Hoewel de coronapandemie lijkt uit te doven, zien werkgevers zich nog steeds voor flinke uitdagingen gesteld. Op de werkvloer, bij de zorgverlening aan patiënten en cliënten, moeten de nodige coronavoorschriften in acht worden genomen om te voorkomen dat er besmetting met het coronavirus optreedt. Vanwege de ernst van de situatie rond corona, de zorgplicht als werkgever en de zorgverplichtingen richting de patiënten/cliënten lijkt het verplichten van een mondkapje, het testen en vaccineren geen probleem, maar zo eenvoudig ligt het niet.

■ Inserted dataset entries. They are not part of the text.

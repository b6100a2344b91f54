use crate::{
    board::Board,
    movegen::{find_available_into, has_available},
    types::{Move, Side},
};

/// Pure perft node count from `side`'s turn down to `depth` plies.
///
/// A forced pass counts as one ply; a position where neither side can move
/// is a leaf regardless of the remaining depth.
pub fn perft(board: &mut Board, side: Side, depth: u8) -> u64 {
    if depth == 0 {
        return 1;
    }

    fn inner(board: &mut Board, side: Side, depth: u8, layers: &mut [Vec<Move>]) -> u64 {
        if depth == 0 {
            return 1;
        }

        let (buf, rest) = layers
            .split_first_mut()
            .expect("perft requires one buffer per remaining ply");

        find_available_into(board, side, buf);
        if buf.is_empty() {
            if !has_available(board, side.opponent()) {
                return 1;
            }
            return inner(board, side.opponent(), depth - 1, rest);
        }

        let mut nodes = 0u64;
        for mv in buf.iter() {
            let mut scoped = board.scoped(mv, side);
            nodes += inner(&mut scoped, side.opponent(), depth - 1, rest);
        }
        nodes
    }

    let mut layers = vec![Vec::with_capacity(32); depth as usize];
    inner(board, side, depth, &mut layers[..])
}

In dit artikel bespreken wij de (on)mogelijkheden voor het opleggen van dergelijke maatregelen.
De grondrechten van de werknemer
Een mondkapje dragen brengt ongemak met zich mee en is hinderlijk, zeker als dat langdurig moet. Bij testen en vaccineren wordt een medische handeling verricht die als onprettig of zelfs pijnlijk ervaren kan worden. Na een vaccinatie kunnen gezondheidsklachten optreden (pijnlijke arm, koorts, vermoeidheid e.d.) en bijwerkingen. In voorkomende gevallen beroepen werknemers zich dan ook op hun grondrechten.
Het is inderdaad zo dat door deze maatregelen in meer of mindere mate inbreuk wordt gemaakt op bepaalde grondrechten van de werknemer. Het gaat dan om het recht op bescherming van de persoonlijke levenssfeer (artikel 10 Grondwet/ artikel 6 EVRM) en het recht op de onaantastbaarheid van het menselijk lichaam (lichamelijke integriteit, artikel 11 Grondwet/artikel 8 EVRM).

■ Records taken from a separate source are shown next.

use super::*;

fn sq(row: i8, col: i8) -> Square {
    Square::new(row, col).unwrap()
}

#[test]
fn test_initial_board_keeps_base_table() {
    let grid = HeuristicGrid::for_board(&Board::new());
    assert_eq!(grid.weights(Side::Black), &BASE_VALUES);
    assert_eq!(grid.weights(Side::White), &BASE_VALUES);
}

#[test]
fn test_update_is_idempotent() {
    let b = Board::from_diagram(
        "W.B..B.B
         ........
         B.......
         ...WB...
         ...BW..W
         ........
         ........
         B..W...W",
    )
    .unwrap();
    let mut grid = HeuristicGrid::new();
    grid.update(&b);
    let first = grid.clone();
    grid.update(&b);
    assert_eq!(grid, first);
}

#[test]
fn test_update_forgets_previous_board() {
    let mut b = Board::new();
    b.place(sq(0, 0), Cell::White);
    let mut grid = HeuristicGrid::new();
    grid.update(&b);
    assert_ne!(grid, HeuristicGrid::new());

    b.place(sq(0, 0), Cell::Empty);
    grid.update(&b);
    assert_eq!(grid, HeuristicGrid::for_board(&b));
    assert_eq!(grid, HeuristicGrid::new());
}

#[test]
fn test_owned_corner() {
    let mut b = Board::new();
    b.place(sq(7, 7), Cell::Black);
    let grid = HeuristicGrid::for_board(&b);

    for s in [sq(7, 6), sq(6, 7), sq(6, 6)] {
        assert_eq!(grid.value(Side::Black, s), 50);
    }
    assert_eq!(grid.value(Side::White, sq(7, 6)), -25);
    assert_eq!(grid.value(Side::White, sq(6, 7)), -25);
    assert_eq!(grid.value(Side::White, sq(6, 6)), -100);
    // the corner itself and the other corners are untouched
    assert_eq!(grid.value(Side::White, sq(7, 7)), 500);
    assert_eq!(grid.value(Side::White, sq(1, 1)), -10);
}

#[test]
fn test_owned_edge_anchor() {
    let mut b = Board::new();
    b.place(sq(4, 0), Cell::White);
    b.place(sq(0, 2), Cell::Black);
    let grid = HeuristicGrid::for_board(&b);

    assert_eq!(grid.value(Side::White, sq(4, 1)), 10);
    assert_eq!(grid.value(Side::Black, sq(4, 1)), -5);
    assert_eq!(grid.value(Side::Black, sq(1, 2)), 10);
    assert_eq!(grid.value(Side::White, sq(1, 2)), -5);
    // neighbours of the anchor along the edge keep their base value
    assert_eq!(grid.value(Side::White, sq(3, 1)), -5);
    assert_eq!(grid.value(Side::White, sq(5, 1)), -5);
}

#[test]
fn test_edge_cells_next_to_corner_are_not_anchors() {
    let mut b = Board::new();
    b.place(sq(0, 1), Cell::Black);
    b.place(sq(6, 7), Cell::White);
    let grid = HeuristicGrid::for_board(&b);
    assert_eq!(grid, HeuristicGrid::new());
}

Grondrechten werken niet alleen tussen overheid en burgers, maar ook tussen burgers onderling. Als zorgwerkgever heeft u dus ook de grondrechten van uw werknemer te respecteren.
Dit betekent echter niet dat op een grondrecht nooit een inbreuk mag worden gemaakt. In bepaalde situaties is dat gerechtvaardigd. Om te bepalen of daarvan sprake is, dient u als werkgever te beoordelen of u aan de volgende criteria voldoet:
- De inbreuk moet noodzakelijk zijn, omdat er sprake is van een legitiem doel en de inbreuk geschikt is om dat doel te bereiken (het noodzakelijkheidscriterium).
- De inbreuk op het recht van de werknemer moet in verhouding staan tot het belang van de werkgever (het proportionaliteitscriterium).
- De werkgever moet het doel niet op een minder ingrijpende wijze kunnen bereiken (het subsidiariteitscriterium).
Hoe die toetsing in de praktijk uitpakt, bespreken we in het navolgende per maatregel.
Mondkapjesverplichting
Voor werknemers die vanwege de aard van hun werk blootgesteld worden aan het coronavirus, bijvoorbeeld verpleegkundigen en artsen, is de afweging niet moeilijk. Voor deze medewerkers geldt namelijk een speciaal hoofdstuk van de Arbowet. De werkgever van deze werknemers mag op grond daarvan verwachten dat zijn medewerkers gevolg geven aan het redelijke voorschrift om een (medisch) mondkapje te dragen.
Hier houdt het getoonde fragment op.